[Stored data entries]
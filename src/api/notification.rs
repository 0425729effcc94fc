use crate::auth::auth::AuthUser;
use crate::core::notify::{self, NotificationFilter};
use crate::core::page::{PageMeta, PageParams};
use crate::model::notification::{Notification, NotificationType};
use actix_web::{HttpResponse, Responder, web};
use chrono::Utc;
use serde::{Deserialize, Serialize};
use serde_json::json;
use sqlx::MySqlPool;
use utoipa::{IntoParams, ToSchema};

#[derive(Deserialize, IntoParams, ToSchema)]
pub struct NotificationQuery {
    /// Filter by read state
    pub read: Option<bool>,
    /// Filter by notification type
    #[serde(rename = "type")]
    pub kind: Option<NotificationType>,
    #[schema(example = 1)]
    pub page: Option<u64>,
    #[schema(example = 20)]
    pub limit: Option<u64>,
}

#[derive(Serialize, ToSchema)]
pub struct NotificationListResponse {
    pub data: Vec<Notification>,
    #[serde(flatten)]
    pub meta: PageMeta,
    #[schema(example = 7)]
    pub unread_count: i64,
}

/// The caller's notifications, newest first, with the live unread count
#[utoipa::path(
    get,
    path = "/api/v1/notifications",
    params(NotificationQuery),
    responses(
        (status = 200, description = "Paginated notifications", body = NotificationListResponse),
        (status = 401, description = "Unauthorized")
    ),
    security(
        ("bearer_auth" = [])
    ),
    tag = "Notifications"
)]
pub async fn list_notifications(
    auth: AuthUser,
    pool: web::Data<MySqlPool>,
    query: web::Query<NotificationQuery>,
) -> actix_web::Result<impl Responder> {
    let filter = NotificationFilter {
        read: query.read,
        kind: query.kind,
    };
    let page = PageParams::new(query.page, query.limit);
    let (data, meta, unread_count) =
        notify::list(pool.get_ref(), auth.user_id, &filter, page).await?;

    Ok(HttpResponse::Ok().json(NotificationListResponse {
        data,
        meta,
        unread_count,
    }))
}

#[derive(Deserialize, ToSchema)]
pub struct CreateNotification {
    /// Recipient; omit to broadcast to every active user
    #[schema(example = 42, nullable = true)]
    pub user_id: Option<u64>,
    #[schema(example = "Office closed Friday")]
    pub title: String,
    #[schema(example = "The office is closed for maintenance this Friday")]
    pub message: String,
    #[serde(rename = "type")]
    pub kind: Option<NotificationType>,
}

/// Send a notification to one user, or broadcast when no recipient is given
/// (Manager/HR/Admin)
#[utoipa::path(
    post,
    path = "/api/v1/notifications",
    request_body = CreateNotification,
    responses(
        (status = 200, description = "Notification created, or the broadcast report", body = Object, example = json!({
            "message": "Notification sent to 50 users",
            "count": 50,
            "sent": [1, 2, 3],
            "failed": []
        })),
        (status = 401, description = "Unauthorized"),
        (status = 403, description = "Forbidden")
    ),
    security(
        ("bearer_auth" = [])
    ),
    tag = "Notifications"
)]
pub async fn create_notification(
    auth: AuthUser,
    pool: web::Data<MySqlPool>,
    payload: web::Json<CreateNotification>,
) -> actix_web::Result<impl Responder> {
    auth.require_manager_or_above()?;

    let payload = payload.into_inner();
    let kind = payload.kind.unwrap_or(NotificationType::Info);

    match payload.user_id {
        Some(user_id) => {
            let notification = notify::notify_user(
                pool.get_ref(),
                user_id,
                &payload.title,
                &payload.message,
                kind,
            )
            .await?;
            Ok(HttpResponse::Ok().json(notification))
        }
        None => {
            let report =
                notify::broadcast(pool.get_ref(), &payload.title, &payload.message, kind).await?;
            Ok(HttpResponse::Ok().json(json!({
                "message": format!("Notification sent to {} users", report.count),
                "count": report.count,
                "sent": report.sent,
                "failed": report.failed,
            })))
        }
    }
}

/// Mark one owned notification as read
#[utoipa::path(
    put,
    path = "/api/v1/notifications/{id}/read",
    params(
        ("id" = u64, Path, description = "Notification to mark read")
    ),
    responses(
        (status = 200, description = "Marked read", body = crate::model::notification::Notification),
        (status = 401, description = "Unauthorized"),
        (status = 403, description = "Not the recipient", body = Object, example = json!({
            "error": "FORBIDDEN",
            "message": "You do not have access to this resource"
        })),
        (status = 404, description = "Notification not found")
    ),
    security(
        ("bearer_auth" = [])
    ),
    tag = "Notifications"
)]
pub async fn mark_read(
    auth: AuthUser,
    pool: web::Data<MySqlPool>,
    path: web::Path<u64>,
) -> actix_web::Result<impl Responder> {
    let notification =
        notify::mark_read(pool.get_ref(), path.into_inner(), auth.user_id, Utc::now()).await?;

    Ok(HttpResponse::Ok().json(notification))
}

/// Mark every unread notification of the caller as read (idempotent)
#[utoipa::path(
    put,
    path = "/api/v1/notifications/read-all",
    responses(
        (status = 200, description = "Affected count", body = Object, example = json!({
            "message": "Marked 7 notifications as read",
            "count": 7
        })),
        (status = 401, description = "Unauthorized")
    ),
    security(
        ("bearer_auth" = [])
    ),
    tag = "Notifications"
)]
pub async fn mark_all_read(
    auth: AuthUser,
    pool: web::Data<MySqlPool>,
) -> actix_web::Result<impl Responder> {
    let count = notify::mark_all_read(pool.get_ref(), auth.user_id, Utc::now()).await?;

    Ok(HttpResponse::Ok().json(json!({
        "message": format!("Marked {} notifications as read", count),
        "count": count,
    })))
}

- REQUIRED ACTION
Each entry above should be restated exactly as supplied.

- WRITTEN SOLUTION
filename src/api/notification.rs
repository 0425729effcc94fc
use crate::auth::auth::AuthUser;
use crate::core::notify::{self, NotificationFilter};
use crate::core::page::{PageMeta, PageParams};
use crate::model::notification::{Notification, NotificationType};
use actix_web::{HttpResponse, Responder, web};
use chrono::Utc;
use serde::{Deserialize, Serialize};
use serde_json::json;
use sqlx::MySqlPool;
use utoipa::{IntoParams, ToSchema};

#[derive(Deserialize, IntoParams, ToSchema)]
pub struct NotificationQuery {
    /// Filter by read state
    pub read: Option<bool>,
    /// Filter by notification type
    #[serde(rename = "type")]
    pub kind: Option<NotificationType>,
    #[schema(example = 1)]
    pub page: Option<u64>,
    #[schema(example = 20)]
    pub limit: Option<u64>,
}

#[derive(Serialize, ToSchema)]
pub struct NotificationListResponse {
    pub data: Vec<Notification>,
    #[serde(flatten)]
    pub meta: PageMeta,
    #[schema(example = 7)]
    pub unread_count: i64,
}

/// The caller's notifications, newest first, with the live unread count
#[utoipa::path(
    get,
    path = "/api/v1/notifications",
    params(NotificationQuery),
    responses(
        (status = 200, description = "Paginated notifications", body = NotificationListResponse),
        (status = 401, description = "Unauthorized")
    ),
    security(
        ("bearer_auth" = [])
    ),
    tag = "Notifications"
)]
pub async fn list_notifications(
    auth: AuthUser,
    pool: web::Data<MySqlPool>,
    query: web::Query<NotificationQuery>,
) -> actix_web::Result<impl Responder> {
    let filter = NotificationFilter {
        read: query.read,
        kind: query.kind,
    };
    let page = PageParams::new(query.page, query.limit);
    let (data, meta, unread_count) =
        notify::list(pool.get_ref(), auth.user_id, &filter, page).await?;

    Ok(HttpResponse::Ok().json(NotificationListResponse {
        data,
        meta,
        unread_count,
    }))
}

#[derive(Deserialize, ToSchema)]
pub struct CreateNotification {
    /// Recipient; omit to broadcast to every active user
    #[schema(example = 42, nullable = true)]
    pub user_id: Option<u64>,
    #[schema(example = "Office closed Friday")]
    pub title: String,
    #[schema(example = "The office is closed for maintenance this Friday")]
    pub message: String,
    #[serde(rename = "type")]
    pub kind: Option<NotificationType>,
}

/// Send a notification to one user, or broadcast when no recipient is given
/// (Manager/HR/Admin)
#[utoipa::path(
    post,
    path = "/api/v1/notifications",
    request_body = CreateNotification,
    responses(
        (status = 200, description = "Notification created, or the broadcast report", body = Object, example = json!({
            "message": "Notification sent to 50 users",
            "count": 50,
            "sent": [1, 2, 3],
            "failed": []
        })),
        (status = 401, description = "Unauthorized"),
        (status = 403, description = "Forbidden")
    ),
    security(
        ("bearer_auth" = [])
    ),
    tag = "Notifications"
)]
pub async fn create_notification(
    auth: AuthUser,
    pool: web::Data<MySqlPool>,
    payload: web::Json<CreateNotification>,
) -> actix_web::Result<impl Responder> {
    auth.require_manager_or_above()?;

    let payload = payload.into_inner();
    let kind = payload.kind.unwrap_or(NotificationType::Info);

    match payload.user_id {
        Some(user_id) => {
            let notification = notify::notify_user(
                pool.get_ref(),
                user_id,
                &payload.title,
                &payload.message,
                kind,
            )
            .await?;
            Ok(HttpResponse::Ok().json(notification))
        }
        None => {
            let report =
                notify::broadcast(pool.get_ref(), &payload.title, &payload.message, kind).await?;
            Ok(HttpResponse::Ok().json(json!({
                "message": format!("Notification sent to {} users", report.count),
                "count": report.count,
                "sent": report.sent,
                "failed": report.failed,
            })))
        }
    }
}

/// Mark one owned notification as read
#[utoipa::path(
    put,
    path = "/api/v1/notifications/{id}/read",
    params(
        ("id" = u64, Path, description = "Notification to mark read")
    ),
    responses(
        (status = 200, description = "Marked read", body = crate::model::notification::Notification),
        (status = 401, description = "Unauthorized"),
        (status = 403, description = "Not the recipient", body = Object, example = json!({
            "error": "FORBIDDEN",
            "message": "You do not have access to this resource"
        })),
        (status = 404, description = "Notification not found")
    ),
    security(
        ("bearer_auth" = [])
    ),
    tag = "Notifications"
)]
pub async fn mark_read(
    auth: AuthUser,
    pool: web::Data<MySqlPool>,
    path: web::Path<u64>,
) -> actix_web::Result<impl Responder> {
    let notification =
        notify::mark_read(pool.get_ref(), path.into_inner(), auth.user_id, Utc::now()).await?;

    Ok(HttpResponse::Ok().json(notification))
}

/// Mark every unread notification of the caller as read (idempotent)
#[utoipa::path(
    put,
    path = "/api/v1/notifications/read-all",
    responses(
        (status = 200, description = "Affected count", body = Object, example = json!({
            "message": "Marked 7 notifications as read",
            "count": 7
        })),
        (status = 401, description = "Unauthorized")
    ),
    security(
        ("bearer_auth" = [])
    ),
    tag = "Notifications"
)]
pub async fn mark_all_read(
    auth: AuthUser,
    pool: web::Data<MySqlPool>,
) -> actix_web::Result<impl Responder> {
    let count = notify::mark_all_read(pool.get_ref(), auth.user_id, Utc::now()).await?;

    Ok(HttpResponse::Ok().json(json!({
        "message": format!("Marked {} notifications as read", count),
        "count": count,
    })))
}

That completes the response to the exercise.